Just to be clear, I am aware that better Windows build systems exist (CMake, SCons), but they usually generate VS project files themselves, and I need to integrate this project into existing VS build system, so it is desirable that I have just plain VS project files, not generated ones.
If you need make behavior and are used to it, you can create visual studio makefile projects and include them in your project.
If you want less clunky, you can write visual studio macros and custom build events and tie them to specific build callbacks / hooks.
You can try something like workspacewhiz which will let you setup environment variables for your project, in a file format that can be checked in. Then users can alter them locally.
I've gone through this exact problem and I did get it working using Custom Build Rules.
But it was always a pain and worked poorly. I abandoned visual studio and went with a Makefile system using cygwin. Much better now.
cl.exe is the name of the VS compiler.
Update: I recently switched to using cmake, which comes with its own problems, and cmake can generate a visual studio solution. This seems to work well.
Specifically for #3, I use property pages to designate 3rd party library location settings (include paths, link paths, etc.).
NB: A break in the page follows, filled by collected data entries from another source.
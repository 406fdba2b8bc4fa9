use sea_orm_migration::prelude::*;

#[derive(DeriveMigrationName)]
pub struct Migration;

#[async_trait::async_trait]
impl MigrationTrait for Migration {
    async fn up(&self, manager: &SchemaManager) -> Result<(), DbErr> {
        manager
            .create_table(
                Table::create()
                    .table(DataStaging::Table)
                    .if_not_exists()
                    .col(ColumnDef::new(DataStaging::Id).uuid().not_null().primary_key())
                    .col(ColumnDef::new(DataStaging::DataSourceId).string().not_null())
                    .col(ColumnDef::new(DataStaging::ImportId).string().null())
                    .col(ColumnDef::new(DataStaging::Data).json_binary().not_null())
                    .col(ColumnDef::new(DataStaging::Errors).json_binary().null())
                    .col(ColumnDef::new(DataStaging::InsertedAt).timestamp().null())
                    .col(ColumnDef::new(DataStaging::CreatedAt).timestamp().not_null())
                    .to_owned(),
            )
            .await?;

        manager
            .create_index(
                Index::create()
                    .name("idx_data_staging_source_pending")
                    .table(DataStaging::Table)
                    .col(DataStaging::DataSourceId)
                    .col(DataStaging::InsertedAt)
                    .to_owned(),
            )
            .await?;

        manager
            .create_table(
                Table::create()
                    .table(TypeTransformations::Table)
                    .if_not_exists()
                    .col(
                        ColumnDef::new(TypeTransformations::Id)
                            .uuid()
                            .not_null()
                            .primary_key(),
                    )
                    .col(
                        ColumnDef::new(TypeTransformations::ContainerId)
                            .string()
                            .not_null(),
                    )
                    .col(
                        ColumnDef::new(TypeTransformations::DataSourceId)
                            .string()
                            .not_null(),
                    )
                    .col(ColumnDef::new(TypeTransformations::Name).string().null())
                    .col(
                        ColumnDef::new(TypeTransformations::Definition)
                            .json_binary()
                            .not_null(),
                    )
                    .col(
                        ColumnDef::new(TypeTransformations::Archived)
                            .boolean()
                            .not_null()
                            .default(false),
                    )
                    .col(
                        ColumnDef::new(TypeTransformations::CreatedAt)
                            .timestamp()
                            .not_null(),
                    )
                    .col(
                        ColumnDef::new(TypeTransformations::ModifiedAt)
                            .timestamp()
                            .not_null(),
                    )
                    .to_owned(),
            )
            .await?;

        manager
            .create_index(
                Index::create()
                    .name("idx_type_transformations_source")
                    .table(TypeTransformations::Table)
                    .col(TypeTransformations::DataSourceId)
                    .to_owned(),
            )
            .await?;

        manager
            .create_table(
                Table::create()
                    .table(OntologyKeys::Table)
                    .if_not_exists()
                    .col(
                        ColumnDef::new(OntologyKeys::Id)
                            .string()
                            .not_null()
                            .primary_key(),
                    )
                    .col(ColumnDef::new(OntologyKeys::Kind).string().not_null())
                    .col(ColumnDef::new(OntologyKeys::ParentId).string().null())
                    .col(ColumnDef::new(OntologyKeys::PropertyName).string().not_null())
                    .col(
                        ColumnDef::new(OntologyKeys::DataType)
                            .string()
                            .not_null()
                            .default("unknown"),
                    )
                    .col(
                        ColumnDef::new(OntologyKeys::Required)
                            .boolean()
                            .not_null()
                            .default(false),
                    )
                    .col(ColumnDef::new(OntologyKeys::CreatedAt).timestamp().not_null())
                    .to_owned(),
            )
            .await
    }

    async fn down(&self, manager: &SchemaManager) -> Result<(), DbErr> {
        manager
            .drop_table(Table::drop().table(OntologyKeys::Table).to_owned())
            .await?;
        manager
            .drop_table(Table::drop().table(TypeTransformations::Table).to_owned())
            .await?;
        manager
            .drop_table(Table::drop().table(DataStaging::Table).to_owned())
            .await
    }
}

#[derive(DeriveIden)]
enum DataStaging {
    Table,
    Id,
    DataSourceId,
    ImportId,
    Data,
    Errors,
    InsertedAt,
    CreatedAt,
}

#[derive(DeriveIden)]
enum TypeTransformations {
    Table,
    Id,
    ContainerId,
    DataSourceId,
    Name,
    Definition,
    Archived,
    CreatedAt,
    ModifiedAt,
}

#[derive(DeriveIden)]
enum OntologyKeys {
    Table,
    Id,
    Kind,
    ParentId,
    PropertyName,
    DataType,
    Required,
    CreatedAt,
}
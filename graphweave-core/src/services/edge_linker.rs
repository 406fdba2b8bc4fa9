//! Orphaned edge resolution.
//!
//! Edges are stored with source-system endpoint ids and resolved to node ids
//! later, either by the periodic batch pass ([`EdgeLinker::link_orphaned_edges`])
//! or by the retrying queue path ([`EdgeQueueProducer`] / [`EdgeQueueConsumer`]).
//! Both only ever fill NULL endpoint columns, so they can run concurrently.
//!
//! An edge built from parameter filters instead of original ids is a
//! template: once both sides match at least one node it is replaced by one
//! resolved edge per origin and destination pair.

use std::sync::Arc;
use std::time::Duration;

use async_trait::async_trait;
use chrono::Utc;
use sea_orm::ActiveValue::Set;
use sea_orm::{DatabaseConnection, EntityTrait};
use tracing::{debug, error, info, instrument, warn};
use uuid::Uuid;

use crate::cache::Cache;
use crate::config::EngineConfig;
use crate::database::entities::{edge_resolution_failures, edges};
use crate::domain::EdgeQueueItem;
use crate::errors::{LinkerError, LinkerResult};
use crate::queue::{MessageHandler, Queue, QueueMessage};
use crate::services::{EdgeService, NodeService};

#[derive(Debug, Clone, Copy, PartialEq, Eq)]
pub enum LinkState {
    Resolved,
    Orphaned,
}

#[derive(Debug, Clone, Copy, Default, PartialEq, Eq)]
pub struct LinkReport {
    pub scanned: u64,
    pub resolved: u64,
    pub still_orphaned: u64,
}

pub struct EdgeLinker {
    nodes: NodeService,
    edges: EdgeService,
    batch_size: u64,
}

impl EdgeLinker {
    pub fn new(db: DatabaseConnection, batch_size: u64) -> Self {
        Self {
            nodes: NodeService::new(db.clone()),
            edges: EdgeService::new(db),
            batch_size: batch_size.max(1),
        }
    }

    pub async fn resolve_edge(&self, edge_id: Uuid) -> LinkerResult<LinkState> {
        let edge = self
            .edges
            .get(edge_id)
            .await?
            .ok_or(LinkerError::EdgeNotFound(edge_id))?;
        self.resolve(&edge).await
    }

    async fn resolve(&self, edge: &edges::Model) -> LinkerResult<LinkState> {
        if edge.is_resolved() {
            return Ok(LinkState::Resolved);
        }
        if edge.uses_parameters() {
            return self.expand(edge).await;
        }

        let origin = match edge.origin_id {
            Some(_) => None,
            None => {
                self.find_endpoint(
                    edge,
                    edge.origin_data_source_id.as_deref(),
                    edge.origin_metatype_id.as_deref(),
                    edge.origin_original_id.as_deref(),
                )
                .await?
            }
        };
        let destination = match edge.destination_id {
            Some(_) => None,
            None => {
                self.find_endpoint(
                    edge,
                    edge.destination_data_source_id.as_deref(),
                    edge.destination_metatype_id.as_deref(),
                    edge.destination_original_id.as_deref(),
                )
                .await?
            }
        };

        if origin.is_none() && destination.is_none() {
            return Ok(LinkState::Orphaned);
        }

        let updated = self
            .edges
            .fill_endpoints(edge.id, origin, destination)
            .await?
            .ok_or(LinkerError::EdgeNotFound(edge.id))?;

        Ok(if updated.is_resolved() {
            debug!("Edge {} resolved", edge.id);
            LinkState::Resolved
        } else {
            LinkState::Orphaned
        })
    }

    async fn expand(&self, template: &edges::Model) -> LinkerResult<LinkState> {
        let origins = self
            .nodes
            .find_by_parameters(&template.container_id, &template.origin_parameter_list())
            .await?;
        let destinations = self
            .nodes
            .find_by_parameters(&template.container_id, &template.destination_parameter_list())
            .await?;
        if origins.is_empty() || destinations.is_empty() {
            return Ok(LinkState::Orphaned);
        }

        let pairs = origins
            .iter()
            .flat_map(|origin| destinations.iter().map(move |destination| (origin.id, destination.id)))
            .collect();
        match self.edges.expand_template(template, pairs).await? {
            Some(expanded) => {
                debug!("Edge {} expanded into {} edges", template.id, expanded.len());
                Ok(LinkState::Resolved)
            }
            // Another linker claimed the template first
            None => Ok(LinkState::Resolved),
        }
    }

    async fn find_endpoint(
        &self,
        edge: &edges::Model,
        data_source_id: Option<&str>,
        metatype_id: Option<&str>,
        original_id: Option<&str>,
    ) -> LinkerResult<Option<Uuid>> {
        let Some(original_id) = original_id else {
            return Ok(None);
        };
        let data_source_id = data_source_id.unwrap_or(edge.data_source_id.as_str());
        let node = self
            .nodes
            .find_endpoint(&edge.container_id, data_source_id, metatype_id, original_id)
            .await?;
        Ok(node.map(|node| node.id))
    }

    /// Batch pass over every orphaned edge, optionally scoped to a container.
    #[instrument(skip(self))]
    pub async fn link_orphaned_edges(&self, container_id: Option<&str>) -> LinkerResult<LinkReport> {
        let mut report = LinkReport::default();
        let mut after = None;

        loop {
            let page = self
                .edges
                .list_orphaned(container_id, after, self.batch_size)
                .await?;
            let Some(last) = page.last() else {
                break;
            };
            after = Some(last.id);

            for edge in &page {
                report.scanned += 1;
                match self.resolve(edge).await? {
                    LinkState::Resolved => report.resolved += 1,
                    LinkState::Orphaned => report.still_orphaned += 1,
                }
            }

            if (page.len() as u64) < self.batch_size {
                break;
            }
        }

        info!(
            "Linked {} of {} orphaned edges",
            report.resolved, report.scanned
        );
        Ok(report)
    }
}

/// Enqueues edges for the retrying linker, guarding against duplicate
/// outstanding attempts with an `edge_insertion_<id>` cache key.
pub struct EdgeQueueProducer {
    queue: Arc<dyn Queue>,
    cache: Arc<dyn Cache>,
    topic: String,
    dedup_ttl: Duration,
}

impl EdgeQueueProducer {
    pub fn new(
        queue: Arc<dyn Queue>,
        cache: Arc<dyn Cache>,
        topic: impl Into<String>,
        dedup_ttl: Duration,
    ) -> Self {
        Self {
            queue,
            cache,
            topic: topic.into(),
            dedup_ttl,
        }
    }

    pub fn from_config(queue: Arc<dyn Queue>, cache: Arc<dyn Cache>, config: &EngineConfig) -> Self {
        Self::new(queue, cache, config.edge_insertion_topic.clone(), config.dedup_ttl())
    }

    pub fn topic(&self) -> &str {
        &self.topic
    }

    /// Returns `false` when an attempt for this edge is already outstanding.
    /// The dedup key is rewritten either way, so a skipped enqueue still
    /// extends the window.
    pub async fn enqueue(&self, item: EdgeQueueItem) -> LinkerResult<bool> {
        let cache_key = item.cache_key();
        if let Some(attempts) = self.cache.get(&cache_key).await? {
            self.cache.set(&cache_key, &attempts, self.dedup_ttl).await?;
            debug!("Edge {} already queued", item.edge_id);
            return Ok(false);
        }
        self.put(item, Duration::ZERO).await?;
        Ok(true)
    }

    /// Puts a retry without the dedup check; the outstanding key belongs to
    /// this very item.
    pub async fn requeue(&self, item: EdgeQueueItem, delay: Duration) -> LinkerResult<()> {
        self.put(item, delay).await
    }

    async fn put(&self, item: EdgeQueueItem, delay: Duration) -> LinkerResult<()> {
        let cache_key = item.cache_key();
        let message = QueueMessage::encode(&item)?.delayed(delay);
        self.queue.put(&self.topic, message).await?;
        self.cache
            .set(&cache_key, &item.attempts.to_string(), self.dedup_ttl + delay)
            .await?;
        Ok(())
    }

    /// Releases the dedup key once an edge reaches a terminal state.
    pub async fn release(&self, edge_id: Uuid) -> LinkerResult<()> {
        self.cache
            .delete(&crate::domain::edge_insertion_cache_key(edge_id))
            .await?;
        Ok(())
    }
}

#[derive(Debug, Clone, Copy, PartialEq, Eq)]
pub enum LinkOutcome {
    Resolved,
    Retrying { attempt: u32, delay: Duration },
    /// Retry budget exhausted; recorded in `edge_resolution_failures`.
    Abandoned { attempts: u32 },
    /// The edge no longer exists.
    Dropped,
}

/// Handles one `EdgeQueueItem` per message: resolve, or requeue with a
/// delay of `attempts × backoff_multiplier`, or give up after `max_retries`.
pub struct EdgeQueueConsumer {
    db: DatabaseConnection,
    linker: Arc<EdgeLinker>,
    producer: Arc<EdgeQueueProducer>,
    backoff_multiplier: Duration,
    max_retries: u32,
}

impl EdgeQueueConsumer {
    pub fn new(
        db: DatabaseConnection,
        linker: Arc<EdgeLinker>,
        producer: Arc<EdgeQueueProducer>,
        backoff_multiplier: Duration,
        max_retries: u32,
    ) -> Self {
        Self {
            db,
            linker,
            producer,
            backoff_multiplier,
            max_retries,
        }
    }

    pub fn from_config(
        db: DatabaseConnection,
        linker: Arc<EdgeLinker>,
        producer: Arc<EdgeQueueProducer>,
        config: &EngineConfig,
    ) -> Self {
        Self::new(
            db,
            linker,
            producer,
            config.backoff_multiplier(),
            config.edge_insertion_max_retries,
        )
    }

    #[instrument(skip(self, message), fields(message_id = %message.id))]
    pub async fn handle_message(&self, message: &QueueMessage) -> LinkerResult<LinkOutcome> {
        let item: EdgeQueueItem = message.decode()?;
        self.handle_item(item).await
    }

    pub async fn handle_item(&self, item: EdgeQueueItem) -> LinkerResult<LinkOutcome> {
        match self.linker.resolve_edge(item.edge_id).await {
            Ok(LinkState::Resolved) => {
                self.producer.release(item.edge_id).await?;
                Ok(LinkOutcome::Resolved)
            }
            Ok(LinkState::Orphaned) => {
                self.retry_or_abandon(item, "endpoints not found").await
            }
            Err(LinkerError::EdgeNotFound(edge_id)) => {
                warn!("Dropping queue item for missing edge {}", edge_id);
                self.producer.release(edge_id).await?;
                Ok(LinkOutcome::Dropped)
            }
            Err(err) if err.is_transient() => {
                warn!("Transient failure resolving edge {}: {}", item.edge_id, err);
                let reason = err.to_string();
                self.retry_or_abandon(item, &reason).await
            }
            Err(err) => Err(err),
        }
    }

    async fn retry_or_abandon(
        &self,
        mut item: EdgeQueueItem,
        reason: &str,
    ) -> LinkerResult<LinkOutcome> {
        item.attempts += 1;
        item.last_attempt = Some(Utc::now());

        if item.attempts > self.max_retries {
            return self.abandon(item, reason).await;
        }

        let delay = self.backoff_multiplier * item.attempts;
        let attempt = item.attempts;
        debug!(
            "Edge {} unresolved, retry {} in {:?}",
            item.edge_id, attempt, delay
        );
        self.producer.requeue(item, delay).await?;
        Ok(LinkOutcome::Retrying { attempt, delay })
    }

    async fn abandon(&self, item: EdgeQueueItem, reason: &str) -> LinkerResult<LinkOutcome> {
        let exhausted = LinkerError::ResolutionExhausted {
            edge_id: item.edge_id,
            attempts: item.attempts,
        };
        error!("{}: {}", exhausted, reason);

        let failure = edge_resolution_failures::ActiveModel {
            id: Set(Uuid::new_v4()),
            edge_id: Set(item.edge_id),
            container_id: Set(item.container_id.clone()),
            attempts: Set(item.attempts as i32),
            reason: Set(reason.to_string()),
            created_at: Set(Utc::now()),
        };
        edge_resolution_failures::Entity::insert(failure)
            .exec(&self.db)
            .await?;
        self.producer.release(item.edge_id).await?;

        Ok(LinkOutcome::Abandoned {
            attempts: item.attempts,
        })
    }
}

#[async_trait]
impl MessageHandler for EdgeQueueConsumer {
    async fn handle(&self, message: QueueMessage) -> anyhow::Result<()> {
        let outcome = self.handle_message(&message).await?;
        debug!("Edge queue message {} -> {:?}", message.id, outcome);
        Ok(())
    }
}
You can use User Macros from a parent or higher level property sheet to designate the starting point for the libraries themselves (if they are in a common root location), and then define individual sheets for each library using the base path macro. It's not automatic, but it is easy to maintain, and every developer can have a different root directory if necessary (it is in our environment).
One downside of this approach is that the include paths constructed this way are not included in the search paths for Visual Studio (unless you duplicate the definitions in the Projects and Directories settings for VS). I spoke to some MS people at PDC08 about getting this fixed for VS2010, and improving the interface in general, but no solid promises from them.
(1). I don't know a simple answer to this, but there are workarounds:
1a. If content of generated files does not clash (i.e. there is no common static identifiers etc.), you can add to the project a single file, such as AllGeneratedFiles.c, and modify your generator to append a #include "generated/file.c" to this file when it produces generated/file.c.
1b. Or you can create a separate makefile-based project for generated files and build them using nmake.
(2). Use a custom build rule instead of post-build event. You can add a custom build rule by right-clicking on the project name in the Solution Explorer and selecting Custom Build Rules.
(3). There is no standard way of doing this; it has to be defined on a per-project basis. One approach is to use environment variables to locate external dependencies. You can then use those environment variables in project properties. Add a readme.txt describing required tools and libraries and corresponding environment variables which the user has to set, and it should be easy enough for anyone to set up.
Depending on exactly what you are trying to do, you can sometimes have some luck with using a custom build step and setting your dependencies properly. It may be helpful to put all the generated code into its own project and then have your main project depend on it.